#### Goal of the exercise
The word "PgTriggerInstaller" marks the lines to copy; find all of them in the entries below.

#### Record excerpts

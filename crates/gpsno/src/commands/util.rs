//! Shared builders for the database, bus and sink connections.

use std::sync::Arc;
use std::time::Duration;

use sqlx::PgPool;
use sqlx::postgres::PgPoolOptions;
use tokio_util::sync::CancellationToken;
use tracing::{info, warn};

use gpsno_api::{
    BufferedSink, ChangeCaptureListener, InfluxWriter, TimeSeriesSink,
    bus::MqttTransport,
    capture::{PgNotificationSource, PgTriggerInstaller},
};
use gpsno_config::{Config, DatabaseSettings};
use gpsno_core::BusLink;

use crate::error::CliError;

/// How long a one-shot command waits for the broker's first ConnAck.
pub const CONNECT_TIMEOUT: Duration = Duration::from_secs(10);

pub async fn connect_pool(settings: &DatabaseSettings) -> Result<PgPool, CliError> {
    let options = settings.connect_options()?;
    PgPoolOptions::new()
        .max_connections(settings.max_connections)
        .connect_with(options)
        .await
        .map_err(|source| CliError::DatabaseUnreachable {
            target: format!("{}:{}/{}", settings.host, settings.port, settings.database),
            source,
        })
}

/// Change capture over a dedicated `LISTEN` connection.
pub async fn capture(
    config: &Config,
    pool: &PgPool,
    cancel: CancellationToken,
) -> Result<ChangeCaptureListener, CliError> {
    let source = PgNotificationSource::connect(pool).await?;
    Ok(ChangeCaptureListener::new(
        config.capture_config(),
        Arc::new(PgTriggerInstaller::new(pool.clone())),
        Box::new(source),
        cancel,
    ))
}

/// Start the MQTT client. The transport handle is kept separately so the
/// caller can shut it down after the service.
pub fn start_bus(config: &Config, cancel: CancellationToken) -> (Arc<MqttTransport>, BusLink) {
    let (transport, inbound) = MqttTransport::start(&config.bus.mqtt_config(), cancel);
    let transport = Arc::new(transport);
    let bus = BusLink {
        transport: transport.clone(),
        inbound,
        connections: transport.connections(),
    };
    (transport, bus)
}

/// Wait until the broker has accepted at least one connection.
pub async fn wait_connected(config: &Config, bus: &mut BusLink) -> Result<(), CliError> {
    let connected = tokio::time::timeout(
        CONNECT_TIMEOUT,
        bus.connections.wait_for(|connects| *connects > 0),
    )
    .await;
    match connected {
        Ok(Ok(_)) => Ok(()),
        Ok(Err(_)) | Err(_) => Err(CliError::BrokerUnreachable {
            target: format!("{}:{}", config.bus.host, config.bus.port),
            seconds: CONNECT_TIMEOUT.as_secs(),
        }),
    }
}

/// Buffered Influx writer, when `[influx]` is configured.
pub async fn start_sink(
    config: &Config,
    cancel: CancellationToken,
) -> Result<Option<Arc<BufferedSink>>, CliError> {
    let Some(ref settings) = config.influx else {
        info!("no [influx] section, measurement ingest disabled");
        return Ok(None);
    };

    let writer = InfluxWriter::new(&settings.influx_config()?)?;
    if let Err(e) = writer.health().await {
        warn!(error = %e, "InfluxDB health check failed, starting anyway");
    }
    let inner: Arc<dyn TimeSeriesSink> = Arc::new(writer);
    Ok(Some(Arc::new(BufferedSink::spawn(
        inner,
        settings.batch_config(),
        cancel,
    ))))
}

#### Output for this exercise
    capture::{PgNotificationSource, PgTriggerInstaller},
        Arc::new(PgTriggerInstaller::new(pool.clone())),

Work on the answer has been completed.